Legaré lived in a small one-story home in Aiken, South Carolina, between 1850 and 1859. While there, he built an addition to the house to use as a studio for his art and inventing as a separate building, but it was later moved to be a part of the main structure. Legaré’s family sold the property to Thomas C. Morgan in 1870, and his descendants continue to live there until the time of its nomination. Legaré’s poetry is studied today mostly in South Carolina, especially in Aiken, where he spent the last years of his life.

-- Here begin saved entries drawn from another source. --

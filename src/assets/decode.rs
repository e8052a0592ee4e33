use std::path::Path;
use std::sync::Arc;

use crate::foundation::core::{Canvas, Rect};
use crate::foundation::error::{StoryError, StoryResult};

/// Decoded raster image in premultiplied RGBA8 form.
#[derive(Clone, Debug)]
pub struct PreparedImage {
    /// Width in pixels.
    pub width: u32,
    /// Height in pixels.
    pub height: u32,
    /// Pixel bytes in row-major premultiplied RGBA8.
    pub rgba8_premul: Arc<Vec<u8>>,
}

impl PreparedImage {
    /// Rectangle that covers `canvas` while keeping the aspect ratio, centered.
    pub fn cover_rect(&self, canvas: Canvas) -> Rect {
        cover_fit(self.width, self.height, canvas)
    }
}

/// Source image as loaded: the original bytes plus the decoded pixels.
///
/// The bytes are kept so the still-image download can serve them unchanged.
#[derive(Clone, Debug)]
pub struct SourceImage {
    /// Encoded bytes as read.
    pub bytes: Arc<[u8]>,
    /// Decoded pixels.
    pub prepared: PreparedImage,
}

impl SourceImage {
    /// Decode `bytes`.
    pub fn from_bytes(bytes: Vec<u8>) -> StoryResult<Self> {
        let prepared = decode_image(&bytes)?;
        Ok(Self {
            bytes: Arc::from(bytes),
            prepared,
        })
    }

    /// Read and decode the file at `path`.
    pub fn open(path: &Path) -> StoryResult<Self> {
        let bytes = std::fs::read(path).map_err(|e| {
            StoryError::image_load(format!("read image '{}': {e}", path.display()))
        })?;
        Self::from_bytes(bytes)
    }
}

/// Decode any format `image` understands into premultiplied RGBA8.
pub fn decode_image(bytes: &[u8]) -> StoryResult<PreparedImage> {
    let dyn_img = image::load_from_memory(bytes)
        .map_err(|e| StoryError::image_load(format!("decode image from memory: {e}")))?;
    let rgba = dyn_img.to_rgba8();
    let (width, height) = rgba.dimensions();
    if width == 0 || height == 0 {
        return Err(StoryError::image_load("image has zero size"));
    }

    let mut rgba8_premul = rgba.into_raw();
    premultiply_rgba8_in_place(&mut rgba8_premul);

    Ok(PreparedImage {
        width,
        height,
        rgba8_premul: Arc::new(rgba8_premul),
    })
}

/// Cover-fit `width x height` onto `canvas`: scale by the larger ratio and center.
pub fn cover_fit(width: u32, height: u32, canvas: Canvas) -> Rect {
    let cw = f64::from(canvas.width);
    let ch = f64::from(canvas.height);
    let iw = f64::from(width.max(1));
    let ih = f64::from(height.max(1));
    let scale = (cw / iw).max(ch / ih);
    let w = iw * scale;
    let h = ih * scale;
    let x = (cw - w) / 2.0;
    let y = (ch - h) / 2.0;
    Rect::new(x, y, x + w, y + h)
}

fn premultiply_rgba8_in_place(rgba: &mut [u8]) {
    for px in rgba.chunks_exact_mut(4) {
        let a = u16::from(px[3]);
        if a == 0 {
            px[0] = 0;
            px[1] = 0;
            px[2] = 0;
            continue;
        }
        px[0] = ((u16::from(px[0]) * a + 127) / 255) as u8;
        px[1] = ((u16::from(px[1]) * a + 127) / 255) as u8;
        px[2] = ((u16::from(px[2]) * a + 127) / 255) as u8;
    }
}

#[cfg(test)]
#[path = "../../tests/unit/assets/decode.rs"]
mod tests;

== Orta-Undis and Other Poems ==
Orta-Undis and Other Poems was Legaré’s only published volume of poetry. It establishes him as a southern poet in the Romantic tradition. His work was inspired by contemporary poets of his time like Henry Wadsworth Longfellow and Edgar Allan Poe. Critics of his poems during his lifetime gave high remarks for his works describing the southern landscape, especially those with the description of the native flora: "Haw-Blossoms" and "To Jasmines in December." Praise was also given to his poem "Ornithologoi" (Bird Voices), which celebrates birdsong and laments the practice of shooting birds for sport.

The dedication page in Orta-Undis is made out to his wife:

"To Her

Whose virtues and earnest affection are the pride and happiness of my life;

To the ‘sweetest rose of Georgia,

I dedicate this little volume."

The poems within the volume comprise a definite Romantic Era feeling: topics range from nature’s majesty (Haw-Blossoms) to the idea of feminine purity (To a Lilly) to the wealth of the soul (Que Carior?)

Orta-Undis was printed by Thurston Torry & Co. for the publishing house of William D. Ticknor. 500 copies were printed to cost Ticknor 20 cents (adjusted for inflation, this would be $6.44 in 2019), and sold at 50 cents a copy ($16.09 in 2019), and a 10 percent commission account was risked by Legaré.
The volume received mixed reviews from critics, many of whom had differing opinions with some praising Legaré’s work, and others frowning on it. It did not print and sell well, as he only collected around $23 ($740.08 in 2019 when adjusted for inflation). After his death in the early 1900s, his work underwent a local renaissance that was both critical and biographical.

In 1971, Curtis Carroll Davis published a biography of Legaré, That Ambitious Mr. Legaré (U of South Carolina P, 1971). The second part of the book contains his collected poetry. Reviewer Blackburn Hughes, Jr. remarked, "The poetry that forms the second portion of the book is probably the key to the reason James Legare is not a well-known figure."